## Exercise aim
From the entries below, extract every line that includes the word "must".

[Information provided Boundary: Start]

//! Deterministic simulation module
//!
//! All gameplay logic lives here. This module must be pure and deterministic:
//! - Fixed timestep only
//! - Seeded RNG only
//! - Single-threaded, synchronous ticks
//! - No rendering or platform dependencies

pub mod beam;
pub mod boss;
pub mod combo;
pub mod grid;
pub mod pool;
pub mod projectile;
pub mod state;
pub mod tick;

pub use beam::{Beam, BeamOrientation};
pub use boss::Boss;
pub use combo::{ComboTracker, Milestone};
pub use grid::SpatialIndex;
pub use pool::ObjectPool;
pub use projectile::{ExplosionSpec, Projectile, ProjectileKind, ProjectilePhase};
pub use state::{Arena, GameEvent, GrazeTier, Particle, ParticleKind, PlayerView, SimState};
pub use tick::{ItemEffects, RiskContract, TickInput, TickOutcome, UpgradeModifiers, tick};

[Information provided Boundary: End]
[Information provided Boundary: Start]

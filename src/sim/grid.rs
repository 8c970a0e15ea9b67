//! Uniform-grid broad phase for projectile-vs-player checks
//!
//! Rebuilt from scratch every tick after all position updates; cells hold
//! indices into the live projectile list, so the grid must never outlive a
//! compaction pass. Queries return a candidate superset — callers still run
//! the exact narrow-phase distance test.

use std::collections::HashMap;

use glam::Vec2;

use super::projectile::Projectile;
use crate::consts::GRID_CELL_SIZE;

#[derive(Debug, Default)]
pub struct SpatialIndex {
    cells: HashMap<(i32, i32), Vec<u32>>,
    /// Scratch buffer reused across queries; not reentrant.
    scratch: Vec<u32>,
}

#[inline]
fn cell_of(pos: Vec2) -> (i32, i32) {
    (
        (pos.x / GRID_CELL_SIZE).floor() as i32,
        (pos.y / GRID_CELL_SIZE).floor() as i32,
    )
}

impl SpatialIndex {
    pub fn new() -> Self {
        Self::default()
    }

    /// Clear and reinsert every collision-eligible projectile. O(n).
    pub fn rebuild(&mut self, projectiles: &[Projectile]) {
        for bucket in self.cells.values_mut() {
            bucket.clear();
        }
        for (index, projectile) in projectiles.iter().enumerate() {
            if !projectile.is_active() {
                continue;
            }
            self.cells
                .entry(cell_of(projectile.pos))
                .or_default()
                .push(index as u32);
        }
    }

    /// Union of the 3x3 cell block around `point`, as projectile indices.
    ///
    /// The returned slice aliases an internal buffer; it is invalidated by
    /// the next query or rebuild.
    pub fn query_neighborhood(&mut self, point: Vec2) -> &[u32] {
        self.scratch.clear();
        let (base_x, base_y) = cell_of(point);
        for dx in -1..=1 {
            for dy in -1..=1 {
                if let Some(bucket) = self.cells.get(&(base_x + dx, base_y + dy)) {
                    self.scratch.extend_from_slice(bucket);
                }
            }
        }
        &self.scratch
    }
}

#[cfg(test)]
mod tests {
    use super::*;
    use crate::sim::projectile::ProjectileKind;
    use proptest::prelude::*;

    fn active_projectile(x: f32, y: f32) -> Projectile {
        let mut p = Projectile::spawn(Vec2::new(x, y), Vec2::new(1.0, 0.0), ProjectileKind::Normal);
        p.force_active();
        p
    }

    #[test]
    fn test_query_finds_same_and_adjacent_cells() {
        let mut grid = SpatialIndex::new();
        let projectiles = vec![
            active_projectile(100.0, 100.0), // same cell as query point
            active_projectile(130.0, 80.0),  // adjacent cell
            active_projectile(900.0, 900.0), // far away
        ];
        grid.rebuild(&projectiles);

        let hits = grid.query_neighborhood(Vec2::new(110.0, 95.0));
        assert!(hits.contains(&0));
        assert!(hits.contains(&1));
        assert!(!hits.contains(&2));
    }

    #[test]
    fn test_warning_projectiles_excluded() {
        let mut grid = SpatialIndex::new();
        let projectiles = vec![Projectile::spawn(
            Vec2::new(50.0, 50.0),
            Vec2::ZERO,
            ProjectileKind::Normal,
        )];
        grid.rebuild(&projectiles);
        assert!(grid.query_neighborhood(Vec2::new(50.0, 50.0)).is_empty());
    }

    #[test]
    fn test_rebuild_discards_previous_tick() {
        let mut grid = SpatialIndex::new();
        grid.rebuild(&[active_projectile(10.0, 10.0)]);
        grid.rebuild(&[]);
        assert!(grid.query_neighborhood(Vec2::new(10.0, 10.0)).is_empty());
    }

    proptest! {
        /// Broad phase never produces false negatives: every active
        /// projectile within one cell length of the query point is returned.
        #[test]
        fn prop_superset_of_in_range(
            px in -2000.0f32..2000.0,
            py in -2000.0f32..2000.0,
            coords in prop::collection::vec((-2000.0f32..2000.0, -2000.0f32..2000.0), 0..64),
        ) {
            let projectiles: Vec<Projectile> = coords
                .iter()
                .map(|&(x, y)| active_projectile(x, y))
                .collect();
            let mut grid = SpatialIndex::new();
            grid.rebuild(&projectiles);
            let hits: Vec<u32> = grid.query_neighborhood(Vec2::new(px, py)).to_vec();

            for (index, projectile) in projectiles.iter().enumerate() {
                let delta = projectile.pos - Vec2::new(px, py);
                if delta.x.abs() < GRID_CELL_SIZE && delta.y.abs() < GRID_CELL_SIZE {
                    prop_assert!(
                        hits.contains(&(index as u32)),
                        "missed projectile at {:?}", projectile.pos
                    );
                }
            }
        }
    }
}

[Information provided Boundary: End]

## Exercise response
//! All gameplay logic lives here. This module must be pure and deterministic:
//! indices into the live projectile list, so the grid must never outlive a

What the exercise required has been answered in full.